--- Assigned task ---
Below are entries; count each line that holds the word "TimeRange" and report the number without any other words.

--- Information given ---
- Opening Delimiter -

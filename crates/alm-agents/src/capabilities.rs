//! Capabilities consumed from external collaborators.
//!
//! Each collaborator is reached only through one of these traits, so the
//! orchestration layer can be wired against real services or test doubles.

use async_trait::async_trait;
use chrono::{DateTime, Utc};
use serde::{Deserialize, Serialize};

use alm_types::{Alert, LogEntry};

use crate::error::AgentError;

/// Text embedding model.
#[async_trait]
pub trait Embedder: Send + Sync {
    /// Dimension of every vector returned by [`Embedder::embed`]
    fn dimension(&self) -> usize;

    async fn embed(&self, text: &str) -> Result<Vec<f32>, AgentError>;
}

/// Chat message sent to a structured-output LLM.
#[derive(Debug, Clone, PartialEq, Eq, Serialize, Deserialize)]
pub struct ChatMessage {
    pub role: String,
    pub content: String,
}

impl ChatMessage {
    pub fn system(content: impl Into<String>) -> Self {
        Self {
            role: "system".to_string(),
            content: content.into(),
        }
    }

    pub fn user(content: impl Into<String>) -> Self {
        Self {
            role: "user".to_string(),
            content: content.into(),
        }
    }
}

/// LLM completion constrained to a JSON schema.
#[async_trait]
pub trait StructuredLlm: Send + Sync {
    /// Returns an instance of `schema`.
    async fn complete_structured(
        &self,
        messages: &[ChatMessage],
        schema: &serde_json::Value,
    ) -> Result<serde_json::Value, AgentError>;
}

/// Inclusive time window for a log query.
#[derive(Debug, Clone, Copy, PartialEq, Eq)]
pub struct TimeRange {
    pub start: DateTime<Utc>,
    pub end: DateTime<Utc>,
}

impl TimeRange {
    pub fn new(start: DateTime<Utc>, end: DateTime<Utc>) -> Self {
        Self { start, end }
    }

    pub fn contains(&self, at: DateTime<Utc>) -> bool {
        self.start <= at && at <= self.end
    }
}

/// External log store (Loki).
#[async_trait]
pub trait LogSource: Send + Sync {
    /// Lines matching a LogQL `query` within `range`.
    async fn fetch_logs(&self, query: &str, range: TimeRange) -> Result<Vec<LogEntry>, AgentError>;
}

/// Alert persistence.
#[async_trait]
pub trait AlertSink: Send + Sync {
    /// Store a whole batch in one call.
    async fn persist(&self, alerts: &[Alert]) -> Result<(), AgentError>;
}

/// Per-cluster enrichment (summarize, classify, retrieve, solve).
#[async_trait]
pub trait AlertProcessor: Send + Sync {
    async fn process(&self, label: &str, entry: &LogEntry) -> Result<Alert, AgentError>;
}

- Closing Delimiter -
- Opening Delimiter -

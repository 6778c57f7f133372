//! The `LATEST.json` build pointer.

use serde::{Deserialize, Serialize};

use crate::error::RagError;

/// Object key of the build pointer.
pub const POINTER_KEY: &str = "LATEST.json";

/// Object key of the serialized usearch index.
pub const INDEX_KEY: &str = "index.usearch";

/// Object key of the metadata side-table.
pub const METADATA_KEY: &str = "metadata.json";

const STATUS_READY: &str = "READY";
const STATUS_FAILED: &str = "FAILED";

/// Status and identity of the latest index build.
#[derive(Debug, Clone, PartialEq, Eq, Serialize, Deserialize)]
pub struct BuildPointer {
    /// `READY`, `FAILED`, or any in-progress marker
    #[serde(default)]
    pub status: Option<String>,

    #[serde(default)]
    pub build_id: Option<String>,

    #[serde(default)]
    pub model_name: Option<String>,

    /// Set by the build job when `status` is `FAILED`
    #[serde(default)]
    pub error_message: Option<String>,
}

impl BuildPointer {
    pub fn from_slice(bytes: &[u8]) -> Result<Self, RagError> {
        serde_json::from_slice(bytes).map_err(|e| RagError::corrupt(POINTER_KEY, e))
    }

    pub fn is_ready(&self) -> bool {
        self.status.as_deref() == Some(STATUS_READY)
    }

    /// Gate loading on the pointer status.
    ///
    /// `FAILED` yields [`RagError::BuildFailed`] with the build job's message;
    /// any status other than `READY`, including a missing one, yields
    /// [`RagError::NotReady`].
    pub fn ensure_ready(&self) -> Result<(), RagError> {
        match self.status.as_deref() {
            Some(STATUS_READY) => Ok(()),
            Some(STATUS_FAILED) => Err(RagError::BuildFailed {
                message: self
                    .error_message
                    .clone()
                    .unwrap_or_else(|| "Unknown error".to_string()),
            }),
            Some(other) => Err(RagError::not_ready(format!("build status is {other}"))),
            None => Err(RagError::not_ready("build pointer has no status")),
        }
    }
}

- Closing Delimiter -

--- Exercise output ---
3